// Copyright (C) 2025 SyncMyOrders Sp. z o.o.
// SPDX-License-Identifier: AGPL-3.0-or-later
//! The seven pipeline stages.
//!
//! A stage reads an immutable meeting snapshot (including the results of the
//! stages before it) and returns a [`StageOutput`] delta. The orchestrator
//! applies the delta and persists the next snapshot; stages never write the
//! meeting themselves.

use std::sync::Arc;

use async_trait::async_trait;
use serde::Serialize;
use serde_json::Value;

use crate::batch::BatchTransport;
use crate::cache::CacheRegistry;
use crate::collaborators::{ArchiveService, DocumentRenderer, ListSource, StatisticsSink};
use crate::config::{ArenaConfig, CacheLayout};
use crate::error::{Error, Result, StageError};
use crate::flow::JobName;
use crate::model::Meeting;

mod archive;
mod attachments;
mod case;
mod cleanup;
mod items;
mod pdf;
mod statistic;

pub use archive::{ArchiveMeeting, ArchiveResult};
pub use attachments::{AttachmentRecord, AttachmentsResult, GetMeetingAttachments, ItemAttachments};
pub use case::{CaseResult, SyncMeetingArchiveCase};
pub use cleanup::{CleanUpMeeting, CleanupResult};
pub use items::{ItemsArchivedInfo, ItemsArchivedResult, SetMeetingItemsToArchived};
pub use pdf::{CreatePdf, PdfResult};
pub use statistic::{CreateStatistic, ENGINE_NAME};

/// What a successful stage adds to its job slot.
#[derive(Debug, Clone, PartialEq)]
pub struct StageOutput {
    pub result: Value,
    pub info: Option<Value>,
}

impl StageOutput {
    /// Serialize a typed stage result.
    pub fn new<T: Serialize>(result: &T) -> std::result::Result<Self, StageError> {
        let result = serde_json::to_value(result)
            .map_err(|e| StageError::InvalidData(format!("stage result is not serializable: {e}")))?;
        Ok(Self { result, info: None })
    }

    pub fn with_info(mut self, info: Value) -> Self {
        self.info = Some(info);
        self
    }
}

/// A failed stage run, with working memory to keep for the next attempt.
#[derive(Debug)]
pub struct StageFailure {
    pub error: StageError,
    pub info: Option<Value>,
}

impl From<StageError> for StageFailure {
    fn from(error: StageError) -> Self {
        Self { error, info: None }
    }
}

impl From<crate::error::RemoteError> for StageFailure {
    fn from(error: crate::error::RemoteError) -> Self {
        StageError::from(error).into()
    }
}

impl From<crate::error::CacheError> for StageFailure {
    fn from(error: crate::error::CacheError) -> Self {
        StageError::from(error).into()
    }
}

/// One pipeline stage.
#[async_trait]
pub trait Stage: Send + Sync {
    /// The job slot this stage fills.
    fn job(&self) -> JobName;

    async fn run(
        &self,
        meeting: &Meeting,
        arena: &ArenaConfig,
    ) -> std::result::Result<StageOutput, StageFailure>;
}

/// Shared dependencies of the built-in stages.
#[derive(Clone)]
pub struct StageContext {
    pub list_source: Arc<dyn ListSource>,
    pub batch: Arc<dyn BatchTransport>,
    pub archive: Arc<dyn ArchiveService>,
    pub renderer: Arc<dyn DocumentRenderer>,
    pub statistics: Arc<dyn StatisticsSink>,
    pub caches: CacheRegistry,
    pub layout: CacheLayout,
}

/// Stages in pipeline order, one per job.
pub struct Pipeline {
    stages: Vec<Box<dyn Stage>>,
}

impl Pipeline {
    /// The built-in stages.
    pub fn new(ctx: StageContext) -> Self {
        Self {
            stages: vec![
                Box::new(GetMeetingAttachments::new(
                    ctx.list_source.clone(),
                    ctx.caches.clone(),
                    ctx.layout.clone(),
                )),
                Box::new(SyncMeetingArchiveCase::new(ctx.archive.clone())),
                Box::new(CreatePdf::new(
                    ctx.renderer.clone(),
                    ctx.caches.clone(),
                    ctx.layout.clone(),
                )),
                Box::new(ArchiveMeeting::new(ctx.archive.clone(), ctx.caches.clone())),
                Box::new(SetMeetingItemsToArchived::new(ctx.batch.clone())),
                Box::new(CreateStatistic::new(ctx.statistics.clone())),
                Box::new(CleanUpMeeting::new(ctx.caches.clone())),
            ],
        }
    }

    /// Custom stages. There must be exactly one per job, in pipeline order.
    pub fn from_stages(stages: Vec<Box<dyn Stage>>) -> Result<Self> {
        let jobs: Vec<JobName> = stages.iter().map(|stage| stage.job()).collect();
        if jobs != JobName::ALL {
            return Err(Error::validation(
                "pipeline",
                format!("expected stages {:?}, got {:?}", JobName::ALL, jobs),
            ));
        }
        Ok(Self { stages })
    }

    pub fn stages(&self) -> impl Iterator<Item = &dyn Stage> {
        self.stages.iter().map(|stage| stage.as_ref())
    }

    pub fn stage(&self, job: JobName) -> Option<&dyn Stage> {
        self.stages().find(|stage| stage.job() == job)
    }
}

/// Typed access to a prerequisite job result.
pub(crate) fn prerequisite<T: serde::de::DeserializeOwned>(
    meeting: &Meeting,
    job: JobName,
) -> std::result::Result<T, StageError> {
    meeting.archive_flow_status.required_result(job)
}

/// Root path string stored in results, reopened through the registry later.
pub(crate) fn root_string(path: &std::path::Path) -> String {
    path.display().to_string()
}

************

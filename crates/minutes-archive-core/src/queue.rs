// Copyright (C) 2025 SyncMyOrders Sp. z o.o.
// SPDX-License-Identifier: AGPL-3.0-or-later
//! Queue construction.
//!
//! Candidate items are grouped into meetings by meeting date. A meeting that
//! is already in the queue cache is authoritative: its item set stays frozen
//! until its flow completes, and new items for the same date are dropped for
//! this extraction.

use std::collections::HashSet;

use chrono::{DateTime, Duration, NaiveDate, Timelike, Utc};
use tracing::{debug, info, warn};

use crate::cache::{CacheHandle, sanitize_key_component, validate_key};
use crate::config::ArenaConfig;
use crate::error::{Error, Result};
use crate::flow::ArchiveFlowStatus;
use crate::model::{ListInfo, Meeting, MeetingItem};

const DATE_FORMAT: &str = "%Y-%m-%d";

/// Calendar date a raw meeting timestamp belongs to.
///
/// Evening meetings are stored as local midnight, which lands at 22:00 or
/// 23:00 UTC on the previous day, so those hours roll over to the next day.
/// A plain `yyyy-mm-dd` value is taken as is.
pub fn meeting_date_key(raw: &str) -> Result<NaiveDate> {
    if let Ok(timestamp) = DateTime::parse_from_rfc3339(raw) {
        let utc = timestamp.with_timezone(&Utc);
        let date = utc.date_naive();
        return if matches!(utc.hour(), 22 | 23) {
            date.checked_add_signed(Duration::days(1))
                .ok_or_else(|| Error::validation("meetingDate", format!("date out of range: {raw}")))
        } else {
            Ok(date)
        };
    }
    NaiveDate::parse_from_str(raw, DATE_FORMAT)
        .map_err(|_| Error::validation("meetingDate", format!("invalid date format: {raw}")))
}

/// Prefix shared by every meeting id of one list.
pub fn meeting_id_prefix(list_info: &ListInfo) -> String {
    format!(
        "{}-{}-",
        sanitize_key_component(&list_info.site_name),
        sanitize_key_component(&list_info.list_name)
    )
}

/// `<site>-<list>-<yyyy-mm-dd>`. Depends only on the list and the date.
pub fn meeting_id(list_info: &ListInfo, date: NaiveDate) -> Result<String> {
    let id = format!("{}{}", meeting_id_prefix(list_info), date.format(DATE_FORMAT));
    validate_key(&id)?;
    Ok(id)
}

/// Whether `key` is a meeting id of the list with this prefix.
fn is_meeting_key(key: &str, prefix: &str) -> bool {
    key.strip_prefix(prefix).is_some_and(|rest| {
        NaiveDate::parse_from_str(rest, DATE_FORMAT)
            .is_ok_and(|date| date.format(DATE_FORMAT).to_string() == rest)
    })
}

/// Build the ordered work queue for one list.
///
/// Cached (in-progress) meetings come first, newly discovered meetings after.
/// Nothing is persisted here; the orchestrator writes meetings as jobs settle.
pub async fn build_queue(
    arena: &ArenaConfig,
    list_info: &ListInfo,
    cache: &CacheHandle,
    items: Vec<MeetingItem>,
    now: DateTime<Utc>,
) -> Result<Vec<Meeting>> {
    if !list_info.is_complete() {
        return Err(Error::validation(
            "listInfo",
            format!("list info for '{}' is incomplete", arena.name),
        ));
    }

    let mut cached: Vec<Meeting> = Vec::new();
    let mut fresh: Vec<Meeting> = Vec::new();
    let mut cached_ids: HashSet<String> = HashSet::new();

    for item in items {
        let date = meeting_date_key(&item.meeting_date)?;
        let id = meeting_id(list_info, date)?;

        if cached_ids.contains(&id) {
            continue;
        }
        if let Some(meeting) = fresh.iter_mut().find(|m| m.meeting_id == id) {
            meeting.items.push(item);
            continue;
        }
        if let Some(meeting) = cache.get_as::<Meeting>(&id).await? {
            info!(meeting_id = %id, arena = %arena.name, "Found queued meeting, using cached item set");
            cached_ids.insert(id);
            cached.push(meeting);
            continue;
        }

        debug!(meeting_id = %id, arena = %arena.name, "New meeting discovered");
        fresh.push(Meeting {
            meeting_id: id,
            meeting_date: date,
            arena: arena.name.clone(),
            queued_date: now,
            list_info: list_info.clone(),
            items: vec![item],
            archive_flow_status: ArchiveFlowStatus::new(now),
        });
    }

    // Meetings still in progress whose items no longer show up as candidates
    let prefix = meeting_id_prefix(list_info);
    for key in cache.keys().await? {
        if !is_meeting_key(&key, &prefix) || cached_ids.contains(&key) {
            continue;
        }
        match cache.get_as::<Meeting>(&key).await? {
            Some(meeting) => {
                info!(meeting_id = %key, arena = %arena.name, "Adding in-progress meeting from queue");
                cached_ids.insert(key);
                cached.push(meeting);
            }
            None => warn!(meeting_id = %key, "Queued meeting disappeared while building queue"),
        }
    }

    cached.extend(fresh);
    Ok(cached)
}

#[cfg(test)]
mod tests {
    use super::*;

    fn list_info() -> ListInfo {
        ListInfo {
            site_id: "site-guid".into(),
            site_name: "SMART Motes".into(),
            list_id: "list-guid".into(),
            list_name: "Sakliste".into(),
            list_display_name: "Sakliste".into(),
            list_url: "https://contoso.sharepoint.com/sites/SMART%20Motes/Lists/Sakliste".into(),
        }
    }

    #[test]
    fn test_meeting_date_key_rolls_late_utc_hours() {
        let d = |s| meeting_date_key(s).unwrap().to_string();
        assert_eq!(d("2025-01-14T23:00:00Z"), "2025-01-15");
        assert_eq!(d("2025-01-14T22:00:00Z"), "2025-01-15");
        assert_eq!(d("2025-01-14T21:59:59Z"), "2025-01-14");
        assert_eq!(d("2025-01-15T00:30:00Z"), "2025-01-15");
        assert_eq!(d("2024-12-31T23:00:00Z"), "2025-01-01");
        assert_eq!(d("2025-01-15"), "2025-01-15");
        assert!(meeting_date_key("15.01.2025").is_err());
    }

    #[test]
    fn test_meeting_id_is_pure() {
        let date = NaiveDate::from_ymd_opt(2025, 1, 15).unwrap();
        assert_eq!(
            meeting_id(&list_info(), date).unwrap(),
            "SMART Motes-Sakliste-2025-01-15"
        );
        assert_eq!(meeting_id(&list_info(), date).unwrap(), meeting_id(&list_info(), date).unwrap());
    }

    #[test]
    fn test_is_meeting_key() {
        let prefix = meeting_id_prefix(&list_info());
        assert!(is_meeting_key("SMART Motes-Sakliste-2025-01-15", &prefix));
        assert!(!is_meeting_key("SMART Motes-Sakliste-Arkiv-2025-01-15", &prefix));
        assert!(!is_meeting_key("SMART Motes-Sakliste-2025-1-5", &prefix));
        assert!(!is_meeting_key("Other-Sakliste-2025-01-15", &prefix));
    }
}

************

*Task statement*.
Transcribe each line of the data above, unaltered, from the one where "#[derive(Clone)]" appears to the one where "one per job." appears, inclusive of both.

*Completed task*.
#[derive(Clone)]
pub struct StageContext {
    pub list_source: Arc<dyn ListSource>,
    pub batch: Arc<dyn BatchTransport>,
    pub archive: Arc<dyn ArchiveService>,
    pub renderer: Arc<dyn DocumentRenderer>,
    pub statistics: Arc<dyn StatisticsSink>,
    pub caches: CacheRegistry,
    pub layout: CacheLayout,
}

/// Stages in pipeline order, one per job.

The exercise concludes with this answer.